ACTE 1 SCENE 4
Mélanie, Cécile.
Mélanie.
Excusez des transports qui ne sauroient se taire,
Ma soeur; votre vertu, sans doute trop austère,
Dans le sein d'Euphémie a porté la terreur.
Le ton de la menace appartient à l'erreur.
La douceur est l'esprit d'une morale sainte;
L'amour doit l'inspirer; n'y mêlons point la crainte.
Cécile.
Ma colère est égale à mon étonnement!
Quoi!
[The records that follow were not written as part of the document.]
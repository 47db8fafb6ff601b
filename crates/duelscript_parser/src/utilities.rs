//! Parser utility functions.

use duelscript_ast::TokenKind;

/// Check if the parser may stop skipping tokens in front of `kind`
/// after a syntax error.
pub fn is_synchronization_point(kind: TokenKind) -> bool {
    matches!(
        kind,
        TokenKind::KeywordRitual
            | TokenKind::KeywordLordOfD
            | TokenKind::KeywordToonWorld
            | TokenKind::KeywordJudgmentOfAnubis
            | TokenKind::KeywordFairyBox
            | TokenKind::KeywordTribute
            | TokenKind::KeywordSetField
    )
}

/// What a `Ritual` declaration is being parsed as. Only affects messages.
#[derive(Debug, Clone, Copy, PartialEq, Eq)]
pub enum FunctionKind {
    Function,
    Method,
}

impl FunctionKind {
    pub fn as_str(self) -> &'static str {
        match self {
            FunctionKind::Function => "function",
            FunctionKind::Method => "method",
        }
    }
}
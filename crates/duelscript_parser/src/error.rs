use duelscript_diagnostics::Diagnostic;
use thiserror::Error;

/// A statement-fatal syntax error. Aborts the current declaration; the
/// top-level loop records it and resynchronizes.
#[derive(Debug, Error)]
#[error("{diagnostic}")]
pub struct ParseError {
    pub diagnostic: Diagnostic,
}

impl ParseError {
    pub fn new(diagnostic: Diagnostic) -> Self {
        Self { diagnostic }
    }

    pub fn into_diagnostic(self) -> Diagnostic {
        self.diagnostic
    }
}

pub type ParseResult<T> = Result<T, ParseError>;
Loin de partager un juste emportement,
Quand l'intérêt du ciel devroit seul vous conduire,
Des folles passions vous flattez le délire!
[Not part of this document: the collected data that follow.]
//! duel: The DuelScript front-end driver.
//!
//! Usage:
//!   duel [options] [FILE]
//!
//! Scans and parses one DuelScript file and prints its syntax tree.

use bumpalo::Bump;
use clap::Parser as ClapParser;
use duelscript_ast::Token;
use duelscript_diagnostics::{Diagnostic, DiagnosticCollection};
use miette::{IntoDiagnostic, WrapErr};
use std::path::Path;
use std::process;
use std::time::Instant;

#[derive(ClapParser, Debug)]
#[command(name = "duel", about = "DuelScript scanner and parser", version)]
struct Cli {
    /// DuelScript source file.
    #[arg(value_name = "FILE", default_value = "test.duelscript")]
    file: String,

    /// Print the token stream before the tree.
    #[arg(long)]
    tokens: bool,

    /// Scan and parse only; do not print the tree.
    #[arg(long)]
    check: bool,

    /// Disable colored diagnostics.
    #[arg(long = "no-color")]
    no_color: bool,

    /// Report how long scanning and parsing took.
    #[arg(long)]
    time: bool,
}

/// The source parsed with syntax errors.
const EXIT_DATA_ERROR: i32 = 65;
/// The source file could not be read.
const EXIT_IO_ERROR: i32 = 74;

// ANSI color codes
const RED: &str = "\x1b[31m";
const YELLOW: &str = "\x1b[33m";
const GRAY: &str = "\x1b[90m";
const BOLD: &str = "\x1b[1m";
const RESET: &str = "\x1b[0m";

/// What one front-end run produced, rendered and ready to print.
struct Outcome {
    token_dump: Option<String>,
    listing: Option<String>,
    diagnostics: DiagnosticCollection,
    had_error: bool,
}

fn main() {
    let cli = Cli::parse();

    let source = match read_source(Path::new(&cli.file)) {
        Ok(source) => source,
        Err(report) => {
            eprintln!("{:?}", report);
            process::exit(EXIT_IO_ERROR);
        }
    };

    let start = Instant::now();
    let outcome = run_front_end(&source, &cli);
    let elapsed = start.elapsed();

    if let Some(ref dump) = outcome.token_dump {
        print!("{}", dump);
    }

    let use_color = !cli.no_color && atty_is_terminal();
    for diag in outcome.diagnostics.diagnostics() {
        print_diagnostic(diag, use_color);
    }

    if cli.time {
        let message = format!("Front end finished in {:.2}ms.", elapsed.as_secs_f64() * 1000.0);
        if use_color {
            eprintln!("{}{}{}", GRAY, message, RESET);
        } else {
            eprintln!("{}", message);
        }
    }

    if outcome.had_error {
        let count = outcome.diagnostics.error_count();
        let summary = format!("Found {} error{}.", count, if count == 1 { "" } else { "s" });
        if use_color {
            eprintln!("\n{}{}{}", RED, summary, RESET);
        } else {
            eprintln!("\n{}", summary);
        }
        process::exit(EXIT_DATA_ERROR);
    }

    if let Some(ref listing) = outcome.listing {
        print!("{}", listing);
    }
}

fn read_source(path: &Path) -> miette::Result<String> {
    std::fs::read_to_string(path)
        .into_diagnostic()
        .wrap_err_with(|| format!("Could not open file: {}", path.display()))
}

/// Scan and parse `source`. The tree is only rendered when it is clean and
/// the caller asked for it.
fn run_front_end(source: &str, cli: &Cli) -> Outcome {
    let arena = Bump::new();

    let (tokens, mut diagnostics) = duelscript_scanner::scan(source);
    let token_dump = cli.tokens.then(|| dump_tokens(&tokens));

    let tokens: &[Token<'_>] = arena.alloc_slice_copy(&tokens);
    let output = duelscript_parser::parse_tokens(&arena, tokens);
    diagnostics.extend(output.diagnostics);

    let listing = if cli.check || output.had_error {
        None
    } else {
        Some(duelscript_printer::print_program(&output.program))
    };

    Outcome {
        token_dump,
        listing,
        diagnostics,
        had_error: output.had_error,
    }
}

fn dump_tokens(tokens: &[Token<'_>]) -> String {
    let mut dump = String::new();
    for token in tokens {
        dump.push_str(&token.to_string());
        dump.push('\n');
    }
    dump
}

fn print_diagnostic(diag: &Diagnostic, use_color: bool) {
    if use_color {
        let color = if diag.is_error() { RED } else { YELLOW };
        eprintln!(
            "{}{}{}{} {}[DS{}]{}",
            BOLD, color, diag, RESET, GRAY, diag.code, RESET
        );
    } else {
        eprintln!("{}", diag);
    }
}

fn atty_is_terminal() -> bool {
    #[cfg(unix)]
    {
        unsafe { libc::isatty(2) != 0 }
    }
    #[cfg(not(unix))]
    {
        false
    }
}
Vous voulez qu'une soeur, indigne de ce nom,
De Dieu, qu'elle trahit, attende son pardon!
Mélanie.
Et toujours ces rigueurs, et cet ame inflexible,
Qui met tout son orgueil à se rendre insensible!
Cécile, ouvrez les yeux, faut-il vous répéter
Ce que le sentiment s'empresse à nous dicter?
Non, ma soeur, Dieu n'est point un tyran sanguinaire.
Inacessible aux pleurs du repentir sincère;
Qu'est-ce que la grandeur qui ne pardonne pas?
N'a-t-il point répandu son sang pour des ingrats?
Euphémie à ses pieds se reconnaît coupable;
Il daignera lui tendre une main secourable;
La grace descendra dans ce sein agité.
Soutenons l'arbrisseau dans sa fragilité;
Consolons notre soeur, et plaignons sa foiblesse.
Cécile.
Sa faiblesse! Grand dieu, qu'elle outrage sans cesse,
Sur quels crimes ta foudre aura-t-elle à tomber,
Si de pareils forfaits peuvent s'y dérober?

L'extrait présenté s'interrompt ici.